Our Research Projects

2 minutes

Tamarin is a state-of-the art, automated protocol verifier that was used to prove real-world and complex protocols secure, for example, TLS 1.3 or 5G. Nevertheless, Tamarin only supports a limited induction mechanism. Induction is required to handle loops and unbounded data structures, which become more and more common in modern protocols such as in Signal and Certificate Transparency.

In the Centre for Cyber Trust, we developed a new induction mechanism for Tamarin that implements so-called cyclic proofs. In cyclic proof systems, one can reuse a previous proof state as an axiom, provided the proof adheres to a global well-formedness condition. Using our new induction scheme, we improved Tamarin’s automation and Tamarin can now prove many more properties by itself that previously required human guidance.

A highlight case study of our research paper is the verification of the Signal protocol. With our new induction mechanism, Tamarin can now verify the Signal protocol without requiring any user-provided, auxiliary properties. The Signal protocol uses a double-ratchet construction, just like the iMessage PQ3 protocol, which we verified in previous work. The analysis of iMessage PQ3, however, could not yet benefit from our new induction mechanism, and therefore had to be done with much more user guidance than our Signal case study suggests.

More information can be found in the related publication, which received a Distinguished Paper Award at CCS 2025.

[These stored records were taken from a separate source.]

//! Envelope types shared by the YouTube `*.list` endpoints.

use serde::{Deserialize, Serialize};
use std::collections::VecDeque;

/// Response structure shared by the `liveBroadcasts.list` and `liveStreams.list` calls.
///
/// See: <https://developers.google.com/youtube/v3/live/docs/liveBroadcasts/list>
#[derive(Debug, Serialize, Deserialize)]
#[serde(rename_all = "camelCase")]
pub struct ListResponse<T> {
    /// Identifies the API resource's type, e.g. `youtube#liveBroadcastListResponse`.
    #[serde(default)]
    pub kind: String,
    pub items: VecDeque<T>,
    #[serde(default)]
    pub page_info: PageInfo,
    /// Token for the next page of results, if there is one.
    #[serde(default)]
    pub next_page_token: Option<String>,
}

/// Paging details for lists of resources.
///
/// See: <https://developers.google.com/youtube/v3/docs/pageInfo>
#[derive(Debug, Default, Serialize, Deserialize)]
#[serde(rename_all = "camelCase")]
pub struct PageInfo {
    /// The total number of results in the result set.
    pub total_results: u32,
    /// The number of results included in the API response.
    pub results_per_page: u32,
}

Felix Linker, Christoph Sprenger, Cas Cremers, and David Basin. “Looping for Good: Cyclic Proofs for Security Protocols.” In 32nd ACM Conference on Computer and Communications Security (CCS). 2025. [Full Version | Publisher Version]

Project Members #

  • David Basin (ETH Zurich)
  • Cas Cremers (CISPA)
  • Felix Linker (ETH Zurich)
  • Christoph Sprenger (ETH Zurich)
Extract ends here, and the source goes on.